SUPPLIED ENTRIES START

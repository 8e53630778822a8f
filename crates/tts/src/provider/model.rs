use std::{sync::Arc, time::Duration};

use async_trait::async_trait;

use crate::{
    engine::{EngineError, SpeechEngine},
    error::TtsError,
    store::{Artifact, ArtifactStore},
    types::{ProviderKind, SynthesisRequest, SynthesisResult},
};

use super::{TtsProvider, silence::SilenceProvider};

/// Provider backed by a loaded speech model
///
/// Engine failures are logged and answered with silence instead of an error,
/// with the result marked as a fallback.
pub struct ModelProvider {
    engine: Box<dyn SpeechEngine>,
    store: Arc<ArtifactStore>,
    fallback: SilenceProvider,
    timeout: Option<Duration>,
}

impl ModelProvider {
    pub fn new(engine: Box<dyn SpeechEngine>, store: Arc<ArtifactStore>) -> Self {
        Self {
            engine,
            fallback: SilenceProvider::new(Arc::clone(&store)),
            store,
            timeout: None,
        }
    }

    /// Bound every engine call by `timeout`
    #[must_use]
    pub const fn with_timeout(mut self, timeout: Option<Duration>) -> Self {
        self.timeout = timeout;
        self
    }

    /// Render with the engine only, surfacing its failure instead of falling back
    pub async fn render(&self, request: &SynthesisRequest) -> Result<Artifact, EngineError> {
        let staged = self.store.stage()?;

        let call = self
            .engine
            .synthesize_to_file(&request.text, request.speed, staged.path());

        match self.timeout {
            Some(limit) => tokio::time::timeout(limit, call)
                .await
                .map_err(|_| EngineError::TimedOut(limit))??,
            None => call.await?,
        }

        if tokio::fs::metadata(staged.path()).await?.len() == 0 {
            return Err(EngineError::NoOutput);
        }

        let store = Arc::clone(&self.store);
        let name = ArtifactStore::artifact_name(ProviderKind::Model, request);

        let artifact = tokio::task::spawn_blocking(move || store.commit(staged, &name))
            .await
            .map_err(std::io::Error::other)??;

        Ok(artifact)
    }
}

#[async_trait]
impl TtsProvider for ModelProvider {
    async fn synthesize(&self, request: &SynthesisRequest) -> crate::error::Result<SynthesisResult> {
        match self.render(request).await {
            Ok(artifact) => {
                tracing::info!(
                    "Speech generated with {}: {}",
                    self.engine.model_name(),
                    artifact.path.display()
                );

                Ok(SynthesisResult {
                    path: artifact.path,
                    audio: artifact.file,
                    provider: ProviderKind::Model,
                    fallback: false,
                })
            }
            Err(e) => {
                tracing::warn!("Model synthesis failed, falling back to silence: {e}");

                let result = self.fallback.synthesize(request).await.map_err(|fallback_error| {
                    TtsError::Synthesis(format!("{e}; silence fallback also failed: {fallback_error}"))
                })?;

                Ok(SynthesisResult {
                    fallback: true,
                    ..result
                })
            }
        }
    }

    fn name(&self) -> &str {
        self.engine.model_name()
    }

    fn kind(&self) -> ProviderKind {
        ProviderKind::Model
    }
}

SUPPLIED ENTRIES END

| EXERCISE OBJECTIVE |
Each line in which the string "call" is found must be copied from the data.

| PROBLEM SOLUTION |
    /// Bound every engine call by `timeout`
        let call = self
            Some(limit) => tokio::time::timeout(limit, call)
            None => call.await?,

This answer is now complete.